→ **What to work on**:
When you reach the line with "pub mod loaders;" in the listing below, transcribe it and each line after it up to and including the line with "rejected the update", exactly and with nothing else.
^^^^^^^^^^^^^^^^
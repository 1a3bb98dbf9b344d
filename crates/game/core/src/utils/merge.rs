//! Deep merge of JSON documents.

use serde_json::Value;

/// Merges `other` over `original` and returns the result.
///
/// Objects merge key by key, recursing into nested objects. Every other value
/// kind (arrays included) in `other` replaces the value in `original`. A key
/// written as `-=name` in `other` removes `name` from the result.
pub fn merge_object(original: &Value, other: &Value) -> Value {
    let mut merged = original.clone();
    merge_into(&mut merged, other);
    merged
}

/// In-place variant of [`merge_object`].
pub fn merge_into(target: &mut Value, other: &Value) {
    match (target, other) {
        (Value::Object(target), Value::Object(patch)) => {
            for (key, value) in patch {
                if let Some(removed) = key.strip_prefix("-=") {
                    target.remove(removed);
                    continue;
                }
                match target.get_mut(key) {
                    Some(existing) if existing.is_object() && value.is_object() => {
                        merge_into(existing, value);
                    }
                    _ => {
                        target.insert(key.clone(), value.clone());
                    }
                }
            }
        }
        (target, other) => *target = other.clone(),
    }
}
//! Data-driven content for a Song of Heroic Lands session.
//!
//! This crate provides loaders for the files a session starts from:
//! - Session configuration (TOML, with an embedded default)
//! - Logic packs: JSON arrays of persisted `logicObj` documents
//!
//! Loaded logic documents are plain JSON until a host rebuilds them through
//! the class registry of `sohl-core`.

#[cfg(feature = "loaders")]
pub mod loaders;

#[cfg(feature = "loaders")]
pub use loaders::{ConfigLoader, ContentFactory, LoadResult, LogicLoader, LogicPack};
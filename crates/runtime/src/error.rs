//! Unified error types surfaced by the runtime.
//!
//! Wraps failures from the host document store, the core rebuild and
//! pipeline, and action dispatch so callers can bubble them up with
//! consistent context.

use sohl_core::{DocumentRef, LogicError, RegistryError};
use thiserror::Error;

pub type Result<T> = std::result::Result<T, RuntimeError>;

/// Errors raised by a [`DocumentStore`](crate::store::DocumentStore).
#[derive(Debug, Error)]
pub enum HostError {
    #[error("document store lock was poisoned")]
    LockPoisoned,

    #[error("document {0} not found")]
    NotFound(DocumentRef),

    #[error("document {0} already exists")]
    AlreadyExists(DocumentRef),

    #[error("host rejected the update of {document}: {reason}")]
    Rejected {
        document: DocumentRef,
        reason: String,
    },
}

#[derive(Debug, Error)]
pub enum RuntimeError {
    #[error(transparent)]
    Host(#[from] HostError),

    #[error(transparent)]
    Logic(#[from] LogicError),

    #[error(transparent)]
    Registry(#[from] RegistryError),

    #[error("document {0} has no logicObj")]
    MissingLogic(DocumentRef),

    #[error("document {document} has no logic node {id}")]
    UnknownLogic { document: DocumentRef, id: String },

    #[error("no intrinsic function registered as {0}")]
    UnknownIntrinsic(String),

    #[error("no script host configured")]
    NoScriptHost,

    #[error("action {action} failed: {reason}")]
    ActionFailed { action: String, reason: String },

    #[error("content error: {0}")]
    Content(String),

    #[error("failed to initialize logging: {0}")]
    Logging(String),
}

impl RuntimeError {
    pub fn action_failed(action: impl Into<String>, reason: impl Into<String>) -> Self {
        Self::ActionFailed {
            action: action.into(),
            reason: reason.into(),
        }
    }
}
^^^^^^^^^^^^^^^^
→ **Solution to this problem**:
pub mod loaders;

#[cfg(feature = "loaders")]
pub use loaders::{ConfigLoader, ContentFactory, LoadResult, LogicLoader, LogicPack};
filename crates/runtime/src/error.rs
//! Unified error types surfaced by the runtime.
//!
//! Wraps failures from the host document store, the core rebuild and
//! pipeline, and action dispatch so callers can bubble them up with
//! consistent context.

use sohl_core::{DocumentRef, LogicError, RegistryError};
use thiserror::Error;

pub type Result<T> = std::result::Result<T, RuntimeError>;

/// Errors raised by a [`DocumentStore`](crate::store::DocumentStore).
#[derive(Debug, Error)]
pub enum HostError {
    #[error("document store lock was poisoned")]
    LockPoisoned,

    #[error("document {0} not found")]
    NotFound(DocumentRef),

    #[error("document {0} already exists")]
    AlreadyExists(DocumentRef),

    #[error("host rejected the update of {document}: {reason}")]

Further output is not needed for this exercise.